Third, the cost of government provided services are rising much faster than inflation in general. Automation is reducing the cost of many private sector supplies and you can’t automate large chucks of tat the government does. There are no productivity gains to be had in them, so their relative cost is rising.

This is Baumol\’s Cost Disease.

And the point isn\’t that services cannot have their productivity improved. It is that productivity improvement in services is more difficult, not impossible.

To take a trivial example, one oft used by myself. There was a time when the cure for a headache was bed rest with a comely maiden gently dabbing the temples with a cloth dipped in cool water. It is aboslutely true that as society gets richer, as average wages increase, then this service will become more expansive. Must do, it is based upon pretty much pure human labour and a useful definition of society getting richer is that labour earns more.

We no longer use this method and not just because of the dreadful shortage of maidens, comely or not, in our modern world. We don\’t use this method because someone automated it.

By inventing aspirin.

Oh, and what system is it that increases productivity? Yup, a market based one. Which is the second part of Baumol\’s teaching. That precisely and exactly because much of what government does is services, services where productivity improvements are more difficult, this is why we need markets in the provision of government services.

18 thoughts on “I do wish Ritchie would learn some economics”

  1. 1) It surely can’t be beyond the wit of science to be able to fully computerise HMRC at some stage in the not too distant future.

    2) And the Japanese are investing billions in developing robots that can do all the “comely maiden with a damp towel” service sector jobs. An aging population, few kids and a reluctance to allow in cheap immigrants is a strong incentive for success.

    3) And hasn’t there been a 3 year wage freeze on all public employees earning over £17k ? And 400,000 public sector job losses. So why is there any cost inflation at all ?

  2. 1) It surely can’t be beyond the wit of science to be able to fully computerise Murphy at some stage in the not too distant future.

  3. well … maybe. In some cases attempts to introduce competition come with costly problems – I’m thinking of contracting problems, armies of lawyers and too many ways for firms to extract rents. Plus there may also be natural monopoly style arguments when a large scale centralized process may be more efficient.

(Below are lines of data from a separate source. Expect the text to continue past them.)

//! Recording fakes of the file layer's backends.

use core::ops::Range;
use core::sync::atomic::{AtomicBool, AtomicUsize, Ordering};
use std::boxed::Box;
use std::vec::Vec;

use ofile_abi::{NOFILE, O_RDWR, OpenMode, PROC_NAME_LEN, Stat, T_FILE};
use spin::{Mutex, Once};

use crate::backend::{
    BackendError, BackendResult, DeviceMajor, DeviceOps, FileBackends, InodeBackend, InodeId,
    LogBackend, PipeBackend, PipeId, ProcessContext,
};
use crate::file::{FileKind, FileRef};
use crate::table::FileTable;

/// Major number of the console device.
pub const CONSOLE: DeviceMajor = 1;

/// Backend call, in the order the file layer made it.
#[derive(Debug, Clone, Copy, PartialEq, Eq)]
pub enum Event {
    BeginOp,
    EndOp,
    Lock(InodeId),
    Unlock(InodeId),
    ReadAt { ip: InodeId, off: u32, len: usize },
    WriteAt { ip: InodeId, off: u32, len: usize },
    Stat(InodeId),
    Release(InodeId),
    PipeRead { pipe: PipeId, len: usize },
    PipeWrite { pipe: PipeId, len: usize },
    PipeClose { pipe: PipeId, writable: bool },
}

pub struct EventLog {
    events: Mutex<Vec<Event>>,
}

impl EventLog {
    fn new() -> Self {
        Self {
            events: Mutex::new(Vec::new()),
        }
    }

    fn push(&self, event: Event) {
        self.events.lock().push(event);
    }

    /// Drain everything recorded so far.
    pub fn take(&self) -> Vec<Event> {
        core::mem::take(&mut *self.events.lock())
    }

    pub fn count(&self, pred: impl Fn(&Event) -> bool) -> usize {
        self.events.lock().iter().filter(|e| pred(e)).count()
    }
}

pub fn leak<T>(value: T) -> &'static T {
    Box::leak(Box::new(value))
}

/// In-memory inodes. Inode numbers are indices into `files`.
pub struct FakeInodes {
    events: &'static EventLog,
    files: Mutex<Vec<Vec<u8>>>,
    write_calls: AtomicUsize,
    /// 1-based index of the `write_at` call that fails; 0 for none.
    failing_write: AtomicUsize,
    short_writes: AtomicBool,
}

impl FakeInodes {
    fn new(events: &'static EventLog) -> Self {
        Self {
            events,
            files: Mutex::new(Vec::new()),
            write_calls: AtomicUsize::new(0),
            failing_write: AtomicUsize::new(0),
            short_writes: AtomicBool::new(false),
        }
    }

    pub fn create(&self, contents: &[u8]) -> InodeId {
        let mut files = self.files.lock();
        files.push(contents.to_vec());
        (files.len() - 1) as InodeId
    }

    pub fn contents(&self, ip: InodeId) -> Vec<u8> {
        self.files.lock()[ip as usize].clone()
    }

    pub fn fail_write_call(&self, nth: usize) {
        self.failing_write.store(nth, Ordering::SeqCst);
    }

    pub fn set_short_writes(&self, on: bool) {
        self.short_writes.store(on, Ordering::SeqCst);
    }
}

impl InodeBackend for FakeInodes {
    fn lock(&self, ip: InodeId) {
        self.events.push(Event::Lock(ip));
    }

    fn unlock(&self, ip: InodeId) {
        self.events.push(Event::Unlock(ip));
    }

    fn read_at(&self, ip: InodeId, buf: &mut [u8], off: u32) -> BackendResult<usize> {
        let files = self.files.lock();
        let data = &files[ip as usize];
        let start = (off as usize).min(data.len());
        let len = buf.len().min(data.len() - start);
        buf[..len].copy_from_slice(&data[start..start + len]);
        self.events.push(Event::ReadAt {
            ip,
            off,
            len: buf.len(),
        });
        Ok(len)
    }

    fn write_at(&self, ip: InodeId, buf: &[u8], off: u32) -> BackendResult<usize> {
        let call = self.write_calls.fetch_add(1, Ordering::SeqCst) + 1;
        if call == self.failing_write.load(Ordering::SeqCst) {
            return Err(BackendError::IoError);
        }
        let len = if self.short_writes.load(Ordering::SeqCst) {
            buf.len().saturating_sub(1)
        } else {
            buf.len()
        };
        let mut files = self.files.lock();
        let data = &mut files[ip as usize];
        let start = off as usize;
        if data.len() < start + len {
            data.resize(start + len, 0);
        }
        data[start..start + len].copy_from_slice(&buf[..len]);
        self.events.push(Event::WriteAt {
            ip,
            off,
            len: buf.len(),
        });
        Ok(len)
    }

    fn stat(&self, ip: InodeId) -> Stat {
        self.events.push(Event::Stat(ip));
        Stat {
            type_: T_FILE,
            dev: 1,
            ino: ip,
            nlink: 1,
            size: self.files.lock()[ip as usize].len() as u32,
        }
    }

    fn release(&self, ip: InodeId) {
        self.events.push(Event::Release(ip));
    }
}

pub struct FakeLog {
    events: &'static EventLog,
}

impl LogBackend for FakeLog {
    fn begin_op(&self) {
        self.events.push(Event::BeginOp);
    }

    fn end_op(&self) {
        self.events.push(Event::EndOp);
    }
}

pub type LockCheck = &'static (dyn Fn() -> bool + Send + Sync);

/// Pipes sharing one unbounded buffer. Reads never block.
pub struct FakePipes {
    events: &'static EventLog,
    buffer: Mutex<Vec<u8>>,
    close_check: Once<LockCheck>,
    lock_seen_held: AtomicBool,
}

impl FakePipes {
    fn new(events: &'static EventLog) -> Self {
        Self {
            events,
            buffer: Mutex::new(Vec::new()),
            close_check: Once::new(),
            lock_seen_held: AtomicBool::new(false),
        }
    }

    /// Run `check` on every close; remember whether it ever returned true.
    pub fn set_close_check(&self, check: LockCheck) {
        self.close_check.call_once(|| check);
    }

    pub fn lock_seen_held(&self) -> bool {
        self.lock_seen_held.load(Ordering::SeqCst)
    }

    pub fn buffered(&self) -> usize {
        self.buffer.lock().len()
    }
}

impl PipeBackend for FakePipes {
    fn read(&self, pipe: PipeId, buf: &mut [u8]) -> BackendResult<usize> {
        let mut buffer = self.buffer.lock();
        let len = buf.len().min(buffer.len());
        buf[..len].copy_from_slice(&buffer[..len]);
        buffer.drain(..len);
        self.events.push(Event::PipeRead { pipe, len });
        Ok(len)
    }

    fn write(&self, pipe: PipeId, buf: &[u8]) -> BackendResult<usize> {
        self.buffer.lock().extend_from_slice(buf);
        self.events.push(Event::PipeWrite {
            pipe,
            len: buf.len(),
        });
        Ok(buf.len())
    }

    fn close(&self, pipe: PipeId, writable: bool) {
        if let Some(check) = self.close_check.get() {
            if check() {
                self.lock_seen_held.store(true, Ordering::SeqCst);
            }
        }
        self.events.push(Event::PipeClose { pipe, writable });
    }
}

/// The single calling process.
pub struct FakeProcess {
    name: Mutex<[u8; PROC_NAME_LEN]>,
    ofile: Mutex<[Option<FileRef>; NOFILE]>,
}

impl FakeProcess {
    fn new(name: &str) -> Self {
        let process = Self {
            name: Mutex::new([0; PROC_NAME_LEN]),
            ofile: Mutex::new([None; NOFILE]),
        };
        process.set_name(name);
        process
    }

    pub fn set_name(&self, name: &str) {
        let mut buf = [0u8; PROC_NAME_LEN];
        let len = name.len().min(PROC_NAME_LEN);
        buf[..len].copy_from_slice(&name.as_bytes()[..len]);
        *self.name.lock() = buf;
    }

    pub fn set_fd(&self, fd: usize, file: Option<FileRef>) {
        self.ofile.lock()[fd] = file;
    }
}

impl ProcessContext for FakeProcess {
    fn name(&self) -> [u8; PROC_NAME_LEN] {
        *self.name.lock()
    }

    fn descriptor(&self, fd: usize) -> Option<FileRef> {
        self.ofile.lock().get(fd).copied().flatten()
    }

    fn set_descriptor(&self, fd: usize, file: Option<FileRef>) {
        if let Some(slot) = self.ofile.lock().get_mut(fd) {
            *slot = file;
        }
    }
}

/// Console-like character device.
pub struct FakeConsole {
    input: Mutex<Vec<u8>>,
    output: Mutex<Vec<u8>>,
}

impl FakeConsole {
    pub fn new(input: &[u8]) -> Self {
        Self {
            input: Mutex::new(input.to_vec()),
            output: Mutex::new(Vec::new()),
        }
    }

    pub fn output(&self) -> Vec<u8> {
        self.output.lock().clone()
    }
}

impl DeviceOps for FakeConsole {
    fn read(&self, buf: &mut [u8]) -> BackendResult<usize> {
        let mut input = self.input.lock();
        let len = buf.len().min(input.len());
        buf[..len].copy_from_slice(&input[..len]);
        input.drain(..len);
        Ok(len)
    }

    fn write(&self, buf: &[u8]) -> BackendResult<usize> {
        self.output.lock().extend_from_slice(buf);
        Ok(buf.len())
    }
}

pub struct Fixture<const N: usize> {
    pub table: &'static FileTable<N>,
    pub backends: FileBackends,
    pub events: &'static EventLog,
    pub inodes: &'static FakeInodes,
    pub pipes: &'static FakePipes,
    pub process: &'static FakeProcess,
}

impl<const N: usize> Fixture<N> {
    /// New inode holding `contents`, opened with the `O_*` flags `omode`.
    pub fn open_inode(&self, contents: &[u8], omode: u32) -> (FileRef, InodeId) {
        let ip = self.inodes.create(contents);
        let f = self.table.allocate().expect("file table full");
        self.table
            .install(f, FileKind::Inode(ip), OpenMode::from_open_flags(omode));
        (f, ip)
    }

    /// One console file shared by descriptors `fds`, as init sets up the
    /// standard descriptors.
    pub fn open_console(&self, fds: Range<usize>) -> FileRef {
        let f = self.table.allocate().expect("file table full");
        self.table.install(
            f,
            FileKind::Device(CONSOLE),
            OpenMode::from_open_flags(O_RDWR),
        );
        for (i, fd) in fds.enumerate() {
            if i > 0 {
                self.table.duplicate(f);
            }
            self.process.set_fd(fd, Some(f));
        }
        f
    }
}

/// Fresh table of `N` files over fresh fakes. The calling process is named
/// `init` and has no open descriptors.
pub fn fixture<const N: usize>() -> Fixture<N> {
    let events = leak(EventLog::new());
    let inodes = leak(FakeInodes::new(events));
    let pipes = leak(FakePipes::new(events));
    let log = leak(FakeLog { events });
    let process = leak(FakeProcess::new("init"));
    let backends = FileBackends {
        pipes,
        inodes,
        log,
        procs: process,
    };
    Fixture {
        table: leak(FileTable::new(backends)),
        backends,
        events,
        inodes,
        pipes,
        process,
    }
}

    Of course I recognise large scale centralized processes can also be a shambles. My point is merely that you need a case-by-case approach and sweeping statements about competition always being better aren’t really justified.

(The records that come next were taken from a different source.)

//! Read, write and stat dispatch on open files.

use core::sync::atomic::Ordering;

use ofile_abi::{MAX_WRITE_CHUNK, Stat};
use ofile_lib::{kernel_bug, klog_trace, klog_warn};

use crate::backend::{InodeGuard, InodeId, LogOp};
use crate::file::{FileError, FileKind, FileRef, FileResult, IoDirection};
use crate::table::FileTable;

impl<const N: usize> FileTable<N> {
    /// Metadata of an inode-backed file.
    pub fn stat(&self, f: FileRef) -> FileResult<Stat> {
        match self.state(f).kind {
            FileKind::Inode(ip) => {
                let inodes = self.backends.inodes;
                let guard = InodeGuard::lock(inodes, ip);
                Ok(inodes.stat(guard.ip()))
            }
            _ => Err(FileError::Unsupported),
        }
    }

    /// Read up to `buf.len()` bytes. Returns the number of bytes read; 0 at
    /// end of file or when every writer of a pipe is gone.
    pub fn read(&self, f: FileRef, buf: &mut [u8]) -> FileResult<usize> {
        let state = self.state(f);
        if !state.mode.readable() {
            return Err(FileError::NotReadable);
        }

        let n = match state.kind {
            FileKind::Pipe(pipe) => self.backends.pipes.read(pipe, buf)?,
            FileKind::Inode(ip) => {
                let inodes = self.backends.inodes;
                let offset = &self.io(f).offset;
                let guard = InodeGuard::lock(inodes, ip);
                let off = offset.load(Ordering::Relaxed);
                let r = inodes.read_at(guard.ip(), buf, off)?;
                if r > 0 {
                    offset.store(off.saturating_add(r as u32), Ordering::Relaxed);
                }
                r
            }
            FileKind::Device(major) => self.devsw().get(major)?.read(buf)?,
            FileKind::None => kernel_bug!("fileread: file {} is not populated", f.index()),
        };

        self.record(f, IoDirection::Read, n);
        Ok(n)
    }

    /// Write all of `buf`.
    ///
    /// Inode writes are split into log transactions of at most
    /// [`MAX_WRITE_CHUNK`] bytes. If a chunk fails the chunks before it stay
    /// on disk and the call fails with [`FileError::PartialWrite`].
    pub fn write(&self, f: FileRef, buf: &[u8]) -> FileResult<usize> {
        let state = self.state(f);
        if !state.mode.writable() {
            return Err(FileError::NotWritable);
        }

        let n = match state.kind {
            FileKind::Pipe(pipe) => self.backends.pipes.write(pipe, buf)?,
            FileKind::Inode(ip) => return self.write_inode(f, ip, buf),
            FileKind::Device(major) => self.devsw().get(major)?.write(buf)?,
            FileKind::None => kernel_bug!("filewrite: file {} is not populated", f.index()),
        };

        self.record(f, IoDirection::Write, n);
        Ok(n)
    }

    fn write_inode(&self, f: FileRef, ip: InodeId, buf: &[u8]) -> FileResult<usize> {
        let inodes = self.backends.inodes;
        let offset = &self.io(f).offset;
        let mut written = 0usize;

        while written < buf.len() {
            let chunk = &buf[written..buf.len().min(written + MAX_WRITE_CHUNK)];

            let result = {
                let _op = LogOp::begin(self.backends.log);
                let guard = InodeGuard::lock(inodes, ip);
                let off = offset.load(Ordering::Relaxed);
                let result = inodes.write_at(guard.ip(), chunk, off);
                if let Ok(r) = result {
                    if r > 0 {
                        offset.store(off.saturating_add(r as u32), Ordering::Relaxed);
                    }
                }
                result
            };

            match result {
                Ok(r) if r == chunk.len() => {
                    klog_trace!("file: inode {} chunk of {} bytes committed", ip, r);
                    written += r;
                }
                Ok(r) => kernel_bug!(
                    "filewrite: short write to inode {} ({} of {} bytes)",
                    ip,
                    r,
                    chunk.len()
                ),
                Err(err) => {
                    klog_warn!(
                        "file: inode {} write stopped after {} of {} bytes: {}",
                        ip,
                        written,
                        buf.len(),
                        err
                    );
                    break;
                }
            }
        }

        self.record(f, IoDirection::Write, written);
        if written == buf.len() {
            Ok(written)
        } else {
            Err(FileError::PartialWrite { written })
        }
    }
}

    Years ago I used to cover the public services software sector, and everybody back then was very optimistic about the possibility of large productivity gains from automation in all sorts of places. That was before the NHS IT projects had turned out like they did. I still seems to me like there ought to be big productivity gains from IT in the public sector, but evidently there are some serious barriers to achieving them.

  4. The other thing is necessity. We all know that businesses produce a lot of productivity savings because they are almost always under huge pressure to rein in costs.

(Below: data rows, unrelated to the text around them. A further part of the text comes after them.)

#[cfg(test)]
mod tests {
    use super::*;
    use std::cell::{Cell, RefCell};
    use std::rc::Rc;

    #[derive(Debug, Clone, PartialEq)]
    enum Call {
        Play(String),
        Stop(String),
    }

    /// 呼び出しを記録するアダプタ
    struct MockAdaptor {
        calls: Rc<RefCell<Vec<Call>>>,
    }

    impl StreamAdaptor for MockAdaptor {
        fn play(&mut self, stream_id: &str) {
            self.calls.borrow_mut().push(Call::Play(stream_id.to_string()));
        }

        fn stop(&mut self, stream_id: &str) {
            self.calls.borrow_mut().push(Call::Stop(stream_id.to_string()));
        }
    }

    #[derive(Default)]
    struct Recorded {
        states: Vec<ConnectionState>,
        alerts: Vec<String>,
    }

    struct RecordingObserver(Rc<RefCell<Recorded>>);

    impl PlaybackObserver for RecordingObserver {
        fn connection_changed(&self, state: ConnectionState) {
            self.0.borrow_mut().states.push(state);
        }

        fn alert(&self, message: &str) {
            self.0.borrow_mut().alerts.push(message.to_string());
        }
    }

    struct Fixture {
        controller: PlaybackController<MockAdaptor>,
        calls: Rc<RefCell<Vec<Call>>>,
        recorded: Rc<RefCell<Recorded>>,
        constructed: Rc<Cell<usize>>,
    }

    impl Fixture {
        fn new() -> Self {
            let recorded = Rc::new(RefCell::new(Recorded::default()));
            Self {
                controller: PlaybackController::new(Box::new(RecordingObserver(recorded.clone()))),
                calls: Rc::new(RefCell::new(Vec::new())),
                recorded,
                constructed: Rc::new(Cell::new(0)),
            }
        }

        fn mount(&mut self, url: &str) -> Result<bool> {
            let calls = self.calls.clone();
            let constructed = self.constructed.clone();
            self.controller.mount(AdaptorConfig::new(url), move |_| {
                constructed.set(constructed.get() + 1);
                Ok(MockAdaptor { calls })
            })
        }
    }

    const URL: &str = "http://10.33.85.8:8083/stream/s1/channel/0/webrtc?uuid=s1&channel=0";

    #[test]
    fn test_adaptor_is_constructed_once() {
        let mut fixture = Fixture::new();

        assert!(fixture.mount(URL).unwrap());
        assert!(!fixture.mount(URL).unwrap());
        assert!(!fixture.mount(URL).unwrap());

        assert_eq!(fixture.constructed.get(), 1);
        assert!(fixture.controller.is_mounted());
    }

    #[test]
    fn test_changed_url_does_not_recreate_adaptor() {
        let mut fixture = Fixture::new();
        fixture.mount(URL).unwrap();
        fixture.mount("http://10.0.0.9:8083/stream/s2/channel/0/webrtc").unwrap();

        assert_eq!(fixture.constructed.get(), 1);
        assert_eq!(fixture.controller.config().unwrap().websocket_url, URL);
    }

    #[test]
    fn test_factory_failure_leaves_controller_unmounted() {
        let mut fixture = Fixture::new();
        let result = fixture.controller.mount(AdaptorConfig::new(URL), |_| {
            Err(PanelError::AdaptorError("WebRTCAdaptor is not defined".to_string()))
        });

        assert!(result.is_err());
        assert!(!fixture.controller.is_mounted());

        // 失敗後は再度生成を試みられる
        assert!(fixture.mount(URL).unwrap());
    }

    #[test]
    fn test_initialized_connects_and_autoplays() {
        let mut fixture = Fixture::new();
        fixture.mount(URL).unwrap();
        assert_eq!(fixture.controller.status_text(), Some(NOT_CONNECTED_TEXT));

        fixture.controller.handle_info("initialized");

        assert!(fixture.controller.is_connected());
        assert_eq!(fixture.controller.status_text(), None);
        assert_eq!(fixture.controller.playing_stream(), Some("0"));
        assert_eq!(*fixture.calls.borrow(), vec![Call::Play("0".to_string())]);
        assert_eq!(fixture.recorded.borrow().states, vec![ConnectionState::Connected]);

        // 二度目の初期化通知では状態も再生も変わらない
        fixture.controller.handle_info("initialized");
        assert_eq!(fixture.calls.borrow().len(), 1);
        assert_eq!(fixture.recorded.borrow().states.len(), 1);
    }

    #[test]
    fn test_other_info_tags_are_ignored() {
        let mut fixture = Fixture::new();
        fixture.mount(URL).unwrap();

        fixture.controller.handle_info("ice_connection_state_changed");

        assert!(!fixture.controller.is_connected());
        assert!(fixture.calls.borrow().is_empty());
    }

    #[test]
    fn test_autoplay_can_be_disabled() {
        let mut fixture = Fixture::new();
        fixture.controller = PlaybackController::new(Box::new(RecordingObserver(fixture.recorded.clone())))
            .with_autoplay(None);
        fixture.mount(URL).unwrap();

        fixture.controller.handle_info("initialized");

        assert!(fixture.controller.is_connected());
        assert!(fixture.calls.borrow().is_empty());
    }

    #[test]
    fn test_no_stream_exist_stops_and_alerts() {
        let mut fixture = Fixture::new();
        fixture.mount(URL).unwrap();
        fixture.controller.play("front").unwrap();

        fixture.controller.handle_error("no_stream_exist", "stream front not found");

        assert_eq!(
            *fixture.calls.borrow(),
            vec![Call::Play("front".to_string()), Call::Stop("front".to_string())]
        );
        assert_eq!(fixture.recorded.borrow().alerts, vec!["no_stream_exist".to_string()]);
        assert_eq!(fixture.controller.playing_stream(), None);
    }

    #[test]
    fn test_error_does_not_disconnect() {
        let mut fixture = Fixture::new();
        fixture.mount(URL).unwrap();
        fixture.controller.handle_info("initialized");

        fixture.controller.handle_error("no_stream_exist", "");

        assert!(fixture.controller.is_connected());
        assert_eq!(fixture.recorded.borrow().states, vec![ConnectionState::Connected]);
    }

    #[test]
    fn test_other_errors_are_only_logged() {
        let mut fixture = Fixture::new();
        fixture.mount(URL).unwrap();
        fixture.controller.play("0").unwrap();

        fixture.controller.handle_error("WebSocketNotConnected", "closed");

        assert_eq!(*fixture.calls.borrow(), vec![Call::Play("0".to_string())]);
        assert!(fixture.recorded.borrow().alerts.is_empty());
        assert_eq!(fixture.controller.playing_stream(), Some("0"));
    }

    #[test]
    fn test_stop_without_stream_is_noop() {
        let mut fixture = Fixture::new();
        fixture.mount(URL).unwrap();

        fixture.controller.stop_playing();
        fixture.controller.handle_error("no_stream_exist", "");

        assert!(fixture.calls.borrow().is_empty());
        // 警告は再生の有無に関わらず表示される
        assert_eq!(fixture.recorded.borrow().alerts.len(), 1);
    }

    #[test]
    fn test_play_requires_adaptor() {
        let mut fixture = Fixture::new();
        assert!(matches!(
            fixture.controller.play("0"),
            Err(PanelError::AdaptorError(_))
        ));
    }

    #[test]
    fn test_unmount_releases_adaptor() {
        let mut fixture = Fixture::new();
        fixture.mount(URL).unwrap();
        fixture.controller.play("0").unwrap();

        fixture.controller.unmount();

        assert!(!fixture.controller.is_mounted());
        assert_eq!(fixture.controller.playing_stream(), None);
        assert!(fixture.controller.config().is_none());
    }

    #[test]
    fn test_adaptor_config_defaults() {
        let config = AdaptorConfig::new(URL);
        assert!(config.media_constraints.audio && config.media_constraints.video);
        assert!(config.peer_connection.ice_servers.is_empty());
        assert!(config.sdp_constraints.offer_to_receive_audio);
        assert!(config.sdp_constraints.offer_to_receive_video);
        assert_eq!(config.remote_video_id, "remoteVideo");

        let config = config.with_ice_servers(vec!["stun:stun1.l.google.com:19302".to_string()]);
        assert_eq!(config.peer_connection.ice_servers.len(), 1);
    }

    fn shared(recorded: &Rc<RefCell<Recorded>>) -> Rc<SharedPlayback<MockAdaptor>> {
        let controller = PlaybackController::new(Box::new(RecordingObserver(recorded.clone())));
        Rc::new(SharedPlayback::new(controller))
    }

    #[test]
    fn test_events_during_construction_are_replayed() {
        let recorded = Rc::new(RefCell::new(Recorded::default()));
        let calls = Rc::new(RefCell::new(Vec::new()));
        let playback = shared(&recorded);

        // 生成中に同期的にコールバックが呼ばれる
        let handle = Rc::downgrade(&playback);
        let adaptor_calls = calls.clone();
        let mounted = playback
            .mount(AdaptorConfig::new(URL), move |_| {
                let playback = handle.upgrade().unwrap();
                playback.deliver(AdaptorEvent::Info("initialized".to_string()));
                playback.deliver(AdaptorEvent::Error {
                    kind: "no_stream_exist".to_string(),
                    message: "".to_string(),
                });
                assert_eq!(playback.pending_len(), 2);
                Ok(MockAdaptor { calls: adaptor_calls })
            })
            .unwrap();

        assert!(mounted);
        assert_eq!(playback.pending_len(), 0);
        assert!(playback.with(|controller| controller.is_connected()));
        assert_eq!(
            *calls.borrow(),
            vec![Call::Play("0".to_string()), Call::Stop("0".to_string())]
        );
        assert_eq!(recorded.borrow().alerts, vec!["no_stream_exist".to_string()]);
    }

    #[test]
    fn test_events_while_busy_are_handled_afterwards() {
        let recorded = Rc::new(RefCell::new(Recorded::default()));
        let calls = Rc::new(RefCell::new(Vec::new()));
        let playback = shared(&recorded);
        playback
            .mount(AdaptorConfig::new(URL), |_| Ok(MockAdaptor { calls: calls.clone() }))
            .unwrap();

        playback.with(|controller| {
            playback.deliver(AdaptorEvent::Info("initialized".to_string()));
            assert!(!controller.is_connected());
        });

        assert_eq!(playback.pending_len(), 0);
        assert!(playback.with(|controller| controller.is_connected()));
    }

    #[test]
    fn test_failed_construction_still_handles_events() {
        let recorded = Rc::new(RefCell::new(Recorded::default()));
        let playback = shared(&recorded);

        let handle = Rc::downgrade(&playback);
        let result = playback.mount(AdaptorConfig::new(URL), move |_| {
            handle.upgrade().unwrap().deliver(AdaptorEvent::Error {
                kind: "no_stream_exist".to_string(),
                message: "".to_string(),
            });
            Err(PanelError::AdaptorError("WebSocketNotSupported".to_string()))
        });

        assert!(result.is_err());
        assert!(!playback.with(|controller| controller.is_mounted()));
        assert_eq!(recorded.borrow().alerts.len(), 1);
    }

    #[test]
    fn test_error_kind_mapping() {
        assert_eq!(AdaptorError::from_kind("no_stream_exist"), AdaptorError::NoStreamExist);
        assert_eq!(AdaptorError::from_kind("highResourceUsage").as_str(), "highResourceUsage");
        assert_eq!(AdaptorInfo::from_tag("initialized"), AdaptorInfo::Initialized);
    }
}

    Also public sector “output” is normally measured by the amount spent on it. £33bn invested in health services”, etc.”. And cuts in spending are accompanied by accusations that the service provided must have been cut by the same percentage.

    Until the demos grows up a bit then the public sector will go on wasting.

  5. Shinsei,

    Would Tim really want a robot replacement for a comely maiden – or would he rather take the aspirin so he is well enough to go and look for a comely maiden?

  6. And there is good automation and bad automation. Government automation innovations, like those of HMRC sometimes adds burden to others as their system is so inflexible that it becomes more difficult to deal with them.

  7. as society gets richer, as average wages increase, then this service will become more expansive

    Must be the obesity crisis I keep hearing about.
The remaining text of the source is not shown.